With the ups and downs of global uncertainty in today’s markets finding a buyer can prove difficult. Here Finance Monthly hears from Lord Leigh of Hurley of Cavendish Corporate Finance LLP on his five key tips to ensuring a business gives itself the best chance of attracting an overseas buyer.
The UK continues to be one of the most attractive markets for foreign direct investment (FDI) and inbound M&A activity. According to Ernst & Young’s 2017 ‘European Attractiveness Survey’, the UK was named the second most attractive market for FDI while Lloyds Banking Group’s June Investor Sentiment Index revealed that UK investor sentiment remains at near record levels, with overall sentiment up 3.87% compared to the same period last year.
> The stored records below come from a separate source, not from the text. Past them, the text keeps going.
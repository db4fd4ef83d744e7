//! Verb tables of clients and atoms.

use super::{cut_range, Collection};
use crate::client::ConnectionId;
use crate::error::Result;
use crate::object::ObjectId;
use crate::runtime::Runtime;
use crate::tree::ProcRef;
use crate::value::Value;

fn procs_to_values(procs: &[ProcRef]) -> Vec<Value> {
    procs.iter().cloned().map(Value::Proc).collect()
}

/// A connection's verbs. Every change is pushed to the client registry.
pub struct ClientVerbsList {
    connection: ConnectionId,
    verbs: Vec<ProcRef>,
}

impl ClientVerbsList {
    pub fn new(connection: ConnectionId, verbs: Vec<ProcRef>) -> Self {
        ClientVerbsList { connection, verbs }
    }

    fn notify(&self, rt: &mut Runtime) {
        rt.clients.set_verbs(self.connection, self.verbs.clone());
    }
}

impl Collection for ClientVerbsList {
    fn kind(&self) -> &'static str {
        "client verbs"
    }

    fn values(&self, _rt: &mut Runtime) -> Result<Vec<Value>> {
        Ok(procs_to_values(&self.verbs))
    }

    fn len(&self, _rt: &mut Runtime) -> Result<usize> {
        Ok(self.verbs.len())
    }

    fn add_value(&mut self, rt: &mut Runtime, value: Value) -> Result<()> {
        let verb = value.must_get_as::<ProcRef>()?;
        if !self.verbs.contains(&verb) {
            self.verbs.push(verb);
            self.notify(rt);
        }
        Ok(())
    }

    fn remove_value(&mut self, rt: &mut Runtime, value: &Value) -> Result<()> {
        if let Some(i) = value
            .as_proc()
            .and_then(|verb| self.verbs.iter().rposition(|v| v == verb))
        {
            self.verbs.remove(i);
            self.notify(rt);
        }
        Ok(())
    }

    fn cut(&mut self, rt: &mut Runtime, start: i64, end: i64) -> Result<()> {
        let range = cut_range(start, end, self.verbs.len())?;
        if !range.is_empty() {
            self.verbs.drain(range);
            self.notify(rt);
        }
        Ok(())
    }
}

/// An atom's verbs, stored on its appearance.
pub struct AtomVerbsList {
    atom: ObjectId,
}

impl AtomVerbsList {
    pub fn new(atom: ObjectId) -> Self {
        AtomVerbsList { atom }
    }
}

impl Collection for AtomVerbsList {
    fn kind(&self) -> &'static str {
        "atom verbs"
    }

    fn values(&self, rt: &mut Runtime) -> Result<Vec<Value>> {
        Ok(procs_to_values(&rt.appearances.get_appearance(self.atom).verbs))
    }

    fn add_value(&mut self, rt: &mut Runtime, value: Value) -> Result<()> {
        let verb = value.must_get_as::<ProcRef>()?;
        let mut appearance = rt.appearances.update(self.atom);
        if !appearance.verbs.contains(&verb) {
            appearance.verbs.push(verb);
        }
        Ok(())
    }

    fn remove_value(&mut self, rt: &mut Runtime, value: &Value) -> Result<()> {
        if let Some(verb) = value.as_proc() {
            let mut appearance = rt.appearances.update(self.atom);
            if let Some(i) = appearance.verbs.iter().rposition(|v| v == verb) {
                appearance.verbs.remove(i);
            }
        }
        Ok(())
    }

    fn cut(&mut self, rt: &mut Runtime, start: i64, end: i64) -> Result<()> {
        let mut appearance = rt.appearances.update(self.atom);
        let range = cut_range(start, end, appearance.verbs.len())?;
        appearance.verbs.drain(range);
        Ok(())
    }
}
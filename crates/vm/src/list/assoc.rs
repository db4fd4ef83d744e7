use fnv::FnvHashMap;

use super::{cut_range, slot, Collection};
use crate::error::{Result, RuntimeError};
use crate::runtime::Runtime;
use crate::value::Value;

/// An ordered key to value map whose array part is its key set, e.g. named arguments.
#[derive(Clone, Debug, Default)]
pub struct AssocList {
    keys: Vec<Value>,
    entries: FnvHashMap<Value, Value>,
}

impl AssocList {
    pub fn new() -> Self {
        Self::default()
    }

    /// Build from pairs in order. A repeated key keeps its first position and its last value.
    pub fn from_pairs(pairs: impl IntoIterator<Item = (Value, Value)>) -> Self {
        let mut list = AssocList::new();
        for (key, value) in pairs {
            list.insert(key, value);
        }
        list
    }

    pub fn insert(&mut self, key: Value, value: Value) {
        if !self.entries.contains_key(&key) {
            self.keys.push(key.clone());
        }
        self.entries.insert(key, value);
    }

    pub fn get(&self, key: &Value) -> Option<&Value> {
        self.entries.get(key)
    }

    pub fn keys(&self) -> &[Value] {
        &self.keys
    }
}

impl Collection for AssocList {
    fn kind(&self) -> &'static str {
        "associative list"
    }

    fn values(&self, _rt: &mut Runtime) -> Result<Vec<Value>> {
        Ok(self.keys.clone())
    }

    fn len(&self, _rt: &mut Runtime) -> Result<usize> {
        Ok(self.keys.len())
    }

    fn is_associative(&self, _rt: &mut Runtime) -> Result<bool> {
        Ok(!self.keys.is_empty())
    }

    fn get_value(&self, _rt: &mut Runtime, key: &Value) -> Result<Value> {
        match key.as_index()? {
            Some(index) => Ok(self.keys[slot(index, self.keys.len())?].clone()),
            None => Ok(self.entries.get(key).cloned().unwrap_or_default()),
        }
    }

    fn set_value(
        &mut self,
        _rt: &mut Runtime,
        key: &Value,
        value: Value,
        _allow_growth: bool,
    ) -> Result<()> {
        if key.as_index()?.is_some() {
            return Err(RuntimeError::InvalidIndex(key.to_string()));
        }
        self.insert(key.clone(), value);
        Ok(())
    }

    fn add_value(&mut self, _rt: &mut Runtime, value: Value) -> Result<()> {
        if !self.entries.contains_key(&value) {
            self.insert(value, Value::Null);
        }
        Ok(())
    }

    fn remove_value(&mut self, _rt: &mut Runtime, value: &Value) -> Result<()> {
        if self.entries.remove(value).is_some() {
            self.keys.retain(|k| k != value);
        }
        Ok(())
    }

    fn contains_value(&self, _rt: &mut Runtime, value: &Value) -> Result<bool> {
        Ok(self.entries.contains_key(value))
    }

    fn contains_key(&self, _rt: &mut Runtime, key: &Value) -> Result<bool> {
        Ok(self.entries.contains_key(key))
    }

    fn assoc_value(&self, _rt: &mut Runtime, key: &Value) -> Result<Option<Value>> {
        Ok(self.entries.get(key).cloned())
    }

    fn cut(&mut self, _rt: &mut Runtime, start: i64, end: i64) -> Result<()> {
        let range = cut_range(start, end, self.keys.len())?;
        for key in self.keys.drain(range) {
            self.entries.remove(&key);
        }
        Ok(())
    }
}
use std::cell::{Cell, Ref, RefCell, RefMut};
use std::fmt;

use fnv::FnvHashMap;
use smol_str::SmolStr;

use crate::appearance::Filter;
use crate::client::ConnectionId;
use crate::error::{Result, RuntimeError};
use crate::generator::Generator;
use crate::list::Collection;
use crate::map::Coord;
use crate::matrix::Matrix;
use crate::query::QueryCursor;
use crate::savefile::Savefile;
use crate::tree::TypeRef;
use crate::value::Value;
use crate::vector::Vector;

slotmap::new_key_type! {
    /// Generational handle into the runtime's object table.
    pub struct ObjectId;
}

/// An object owned by the runtime's object table.
pub struct DreamObject {
    pub def: TypeRef,
    pub kind: ObjectKind,
    /// Instance values of declared variables; unset ones fall back to the type default.
    vars: RefCell<FnvHashMap<SmolStr, Value>>,
    /// Lists the factory built for this object's variables, by variable name.
    lists: RefCell<FnvHashMap<SmolStr, ObjectId>>,
    deleted: Cell<bool>,
}

/// Native state backing an object.
pub enum ObjectKind {
    Datum,
    List(RefCell<Box<dyn Collection>>),
    Atom(AtomState),
    Client(ConnectionId),
    World,
    Matrix(Cell<Matrix>),
    Vector(Cell<Vector>),
    Generator(Generator),
    Savefile(RefCell<Savefile>),
    Filter(RefCell<Filter>),
    Query(RefCell<QueryCursor>),
}

impl ObjectKind {
    pub fn name(&self) -> &'static str {
        match self {
            ObjectKind::Datum => "datum",
            ObjectKind::List(_) => "list",
            ObjectKind::Atom(atom) => match atom.role {
                AtomRole::Turf(_) => "turf",
                AtomRole::Area => "area",
                AtomRole::Movable => "movable",
                AtomRole::Image => "image",
            },
            ObjectKind::Client(_) => "client",
            ObjectKind::World => "world",
            ObjectKind::Matrix(_) => "matrix",
            ObjectKind::Vector(_) => "vector",
            ObjectKind::Generator(_) => "generator",
            ObjectKind::Savefile(_) => "savefile",
            ObjectKind::Filter(_) => "filter",
            ObjectKind::Query(_) => "database query",
        }
    }
}

#[derive(Clone, Copy, Debug, PartialEq, Eq)]
pub enum AtomRole {
    Turf(Coord),
    Area,
    Movable,
    Image,
}

/// Location bookkeeping shared by all atoms. Only movables use `loc` and only movables
/// hold children.
pub struct AtomState {
    pub role: AtomRole,
    loc: Cell<Option<ObjectId>>,
    children: RefCell<Vec<ObjectId>>,
}

impl AtomState {
    pub fn new(role: AtomRole) -> Self {
        AtomState {
            role,
            loc: Cell::new(None),
            children: RefCell::new(vec![]),
        }
    }

    pub fn loc(&self) -> Option<ObjectId> {
        self.loc.get()
    }

    pub(crate) fn set_loc(&self, loc: Option<ObjectId>) {
        self.loc.set(loc)
    }

    pub fn children(&self) -> Ref<'_, Vec<ObjectId>> {
        self.children.borrow()
    }

    pub(crate) fn children_mut(&self) -> RefMut<'_, Vec<ObjectId>> {
        self.children.borrow_mut()
    }
}

impl DreamObject {
    pub(crate) fn new(def: TypeRef, kind: ObjectKind) -> Self {
        DreamObject {
            def,
            kind,
            vars: RefCell::new(FnvHashMap::default()),
            lists: RefCell::new(FnvHashMap::default()),
            deleted: Cell::new(false),
        }
    }

    pub fn is_deleted(&self) -> bool {
        self.deleted.get()
    }

    pub(crate) fn mark_deleted(&self) {
        self.deleted.set(true)
    }

    /// Instance value of `name`, falling back to the type's default.
    pub fn variable_or_default(&self, name: &str) -> Option<Value> {
        if let Some(value) = self.vars.borrow().get(name) {
            return Some(value.clone());
        }
        self.def.default_value(name).cloned()
    }

    /// Store an instance value, returning the previous effective value.
    pub(crate) fn store_variable(&self, name: &str, value: Value) -> Value {
        let old = self.variable_or_default(name).unwrap_or_default();
        self.vars.borrow_mut().insert(name.into(), value);
        old
    }

    pub(crate) fn cached_list(&self, name: &str) -> Option<ObjectId> {
        self.lists.borrow().get(name).copied()
    }

    pub(crate) fn cache_list(&self, name: &str, list: ObjectId) {
        self.lists.borrow_mut().insert(name.into(), list);
    }

    pub(crate) fn take_cached_lists(&self) -> Vec<ObjectId> {
        self.lists.borrow_mut().drain().map(|(_, id)| id).collect()
    }

    pub fn atom(&self) -> Option<&AtomState> {
        if let ObjectKind::Atom(atom) = &self.kind {
            Some(atom)
        } else {
            None
        }
    }

    pub fn is_movable(&self) -> bool {
        self.atom().map_or(false, |a| a.role == AtomRole::Movable)
    }

    pub fn is_turf(&self) -> bool {
        self.atom()
            .map_or(false, |a| matches!(a.role, AtomRole::Turf(_)))
    }

    pub fn is_list(&self) -> bool {
        matches!(self.kind, ObjectKind::List(_))
    }

    /// Shared access to the list backing this object.
    pub fn collection(&self) -> Result<Ref<'_, dyn Collection + 'static>> {
        match &self.kind {
            ObjectKind::List(cell) => cell
                .try_borrow()
                .map(|list| Ref::map(list, as_dyn))
                .map_err(|_| RuntimeError::not_supported("re-entrant list access", "list")),
            _ => Err(RuntimeError::TypeCast {
                value: self.def.path.to_string(),
                expected: "list",
            }),
        }
    }

    /// Exclusive access to the list backing this object.
    pub fn collection_mut(&self) -> Result<RefMut<'_, dyn Collection + 'static>> {
        match &self.kind {
            ObjectKind::List(cell) => cell
                .try_borrow_mut()
                .map(|list| RefMut::map(list, as_dyn_mut))
                .map_err(|_| RuntimeError::not_supported("re-entrant list access", "list")),
            _ => Err(RuntimeError::TypeCast {
                value: self.def.path.to_string(),
                expected: "list",
            }),
        }
    }
}

fn as_dyn(list: &Box<dyn Collection>) -> &(dyn Collection + 'static) {
    &**list
}

fn as_dyn_mut(list: &mut Box<dyn Collection>) -> &mut (dyn Collection + 'static) {
    &mut **list
}

impl fmt::Debug for DreamObject {
    fn fmt(&self, f: &mut fmt::Formatter<'_>) -> fmt::Result {
        f.debug_struct("DreamObject")
            .field("type", &self.def.path)
            .field("kind", &self.kind.name())
            .field("deleted", &self.is_deleted())
            .finish()
    }
}
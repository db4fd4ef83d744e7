use fnv::FnvHashSet;
use slotmap::SlotMap;
use smol_str::SmolStr;

use crate::error::{Result, RuntimeError};
use crate::object::{DreamObject, ObjectId, ObjectKind};
use crate::runtime::Runtime;
use crate::tree::ProcRef;

slotmap::new_key_type! {
    /// A connected player.
    pub struct ConnectionId;
}

pub struct Connection {
    pub ckey: SmolStr,
    pub client: ObjectId,
    screen: FnvHashSet<ObjectId>,
    images: FnvHashSet<ObjectId>,
    verbs: Vec<ProcRef>,
    verbs_dirty: bool,
}

impl Connection {
    pub fn screen(&self) -> &FnvHashSet<ObjectId> {
        &self.screen
    }

    pub fn images(&self) -> &FnvHashSet<ObjectId> {
        &self.images
    }

    pub fn verbs(&self) -> &[ProcRef] {
        &self.verbs
    }
}

/// Which per-connection object set a client list mirrors.
#[derive(Clone, Copy, Debug, PartialEq, Eq)]
pub enum ClientObjects {
    Screen,
    Images,
}

/// Per-connection state the network layer reads: what is on screen, which images are visible,
/// which verbs are available.
#[derive(Default)]
pub struct ClientRegistry {
    connections: SlotMap<ConnectionId, Connection>,
}

impl ClientRegistry {
    pub fn connection(&self, id: ConnectionId) -> Option<&Connection> {
        self.connections.get(id)
    }

    pub fn connections(&self) -> impl Iterator<Item = (ConnectionId, &Connection)> {
        self.connections.iter()
    }

    fn set_of(&mut self, id: ConnectionId, which: ClientObjects) -> Option<&mut FnvHashSet<ObjectId>> {
        let connection = self.connections.get_mut(id)?;
        Some(match which {
            ClientObjects::Screen => &mut connection.screen,
            ClientObjects::Images => &mut connection.images,
        })
    }

    pub(crate) fn register(&mut self, id: ConnectionId, which: ClientObjects, object: ObjectId) {
        if let Some(set) = self.set_of(id, which) {
            set.insert(object);
        }
    }

    pub(crate) fn unregister(&mut self, id: ConnectionId, which: ClientObjects, object: ObjectId) {
        if let Some(set) = self.set_of(id, which) {
            set.remove(&object);
        }
    }

    pub(crate) fn set_verbs(&mut self, id: ConnectionId, verbs: Vec<ProcRef>) {
        if let Some(connection) = self.connections.get_mut(id) {
            connection.verbs = verbs;
            connection.verbs_dirty = true;
        }
    }

    /// The connection's verb list if it changed since the last call.
    pub fn take_verb_update(&mut self, id: ConnectionId) -> Option<Vec<ProcRef>> {
        let connection = self.connections.get_mut(id)?;
        if !std::mem::take(&mut connection.verbs_dirty) {
            return None;
        }
        Some(connection.verbs.clone())
    }

    pub(crate) fn remove(&mut self, id: ConnectionId) -> Option<Connection> {
        self.connections.remove(id)
    }

    /// Drop a deleted object from every screen and image set.
    pub(crate) fn forget(&mut self, object: ObjectId) {
        for (_, connection) in self.connections.iter_mut() {
            connection.screen.remove(&object);
            connection.images.remove(&object);
        }
    }
}

impl Runtime {
    /// Register a new connection and create its `/client` object.
    pub fn connect_client(&mut self, ckey: &str) -> Result<(ConnectionId, ObjectId)> {
        let def = self.tree.get("/client")?;
        let verbs = def.verbs.clone();
        let connection = self.clients.connections.insert(Connection {
            ckey: ckey.into(),
            client: ObjectId::default(),
            screen: FnvHashSet::default(),
            images: FnvHashSet::default(),
            verbs,
            verbs_dirty: true,
        });
        let client = self.insert_object(DreamObject::new(def, ObjectKind::Client(connection)).into());
        if let Some(c) = self.clients.connections.get_mut(connection) {
            c.client = client;
        }
        tracing::debug!(ckey, ?connection, "client connected");
        Ok((connection, client))
    }

    /// Drop a connection by deleting its client object.
    pub fn disconnect_client(&mut self, connection: ConnectionId) {
        if let Some(client) = self.clients.connection(connection).map(|c| c.client) {
            self.delete(client);
        }
    }

    pub(crate) fn client_connection(&self, client: ObjectId) -> Result<ConnectionId> {
        let object = self.object(client)?;
        match object.kind {
            ObjectKind::Client(connection) => Ok(connection),
            _ => Err(RuntimeError::TypeCast {
                value: object.def.path.to_string(),
                expected: "client",
            }),
        }
    }
}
Both these indicators are positive signals for potential overseas buyers of British companies and a fall in Sterling has also helped to make UK businesses more attractive, though the continued robustness of the UK economy and the performance of the corporate sector also underpin healthy M&A activity. Mergermarket reports that in H1 2017, the UK was responsible for 22% of all European M&A inbound activity, with UK activity totalling £46.6bn and Europe totalling $211.1bn.
Despite this encouraging backdrop, uncertainty, largely surrounding the outcome of Brexit, still persists, so it’s important for British businesses to take all the steps they can to ensure they are as attractive as possible to foreign buyers, who typically pay a premium compared to domestic buyers when acquiring a UK company.
- Understand your buyer
The more aware you are of the foreign buyers’ motive for purchasing your business, the more value you will able to demonstrate to the prospect. There are typically four reasons an overseas buyer would be interested in a UK business: it provides access to the British market, or an entryway into European and international markets, it has attractive tech and intellectual property potential, or the business is able to merge with one of the foreign buyers’ existing businesses to generate cost savings and efficiencies. Identifying a buyers’ intention before engaging in the deal process will significantly increase your chances of selling and achieving maximum value for your company.
- Develop a post-Brexit strategy
Although the UK is currently well positioned for FDI, the EY 2017 Attractiveness Survey reveals that a number of respondents think that, in the medium-term, the UK’s attractiveness as an FDI location will deteriorate, with 31% of respondent investor’s worldwide saying they expect this to be the case in the coming three years, although 32% say they expect it to improve. One can assume that this is potentially due to the uncertainty around Brexit and the UK’s access to the European single market.
To counter this scepticism, it is important for businesses to develop a post-Brexit strategy. For companies who do not export outside Britain, they will need to demonstrate that they have the capabilities to survive and grow solely in the UK market. Companies that do export outside of the UK will need to show that they can continue to easily sell their goods in the EU and have potential international markets they can access if selling in the EU becomes more problematic. A good example is the recent sale of smoked salmon producer John Ross Junior, a company with a Royal Warrant, which we advised. The company proved its international capabilities by highlighting the 30 countries they supply and the opportunity for future growth in other regions, which were key factors in the decision of publicly listed Estonian company, PR Foods, to buy the business.
- Foster key relationships
Foreign buyers want to see a highly connected UK business, and having strong networks is key for sealing contracts and fostering growth. Prospective buyers want to be reassured that the company does not have particular reliance on any one customer and should they purchase the business, there will be high retention rate among customers, employees and suppliers.
- Update your books
The extent of the due diligence that the buyer will undertake depends on the sector, the buyer’s existing knowledge of the target company and the laws of that country. English law states ‘caveat emptor’ or ‘buyer beware’, meaning that the buyer alone is responsible for checking the quality and suitability of the company before a final sale is made. Having updated financial statements and a strong finance team to help respond to the likely multiple queries a potential buyer will have, should ensure a smooth and speedy process when engaging with a prospective buyer.
- Appoint an advisor with specialist expertise
Selecting the right advisor for a sales process is key, especially when an overseas buyer is involved. Compared to domestic M&A, foreign deals demand an understanding of cultural differences, state versus domestic laws, and regulatory approval processes. Engaging an advisor with specialist expertise in your sector, the mid-size market and that has a global reach to find potential acquirers will optimise the sales process and ensure that the deal executed will be the best outcome for your business.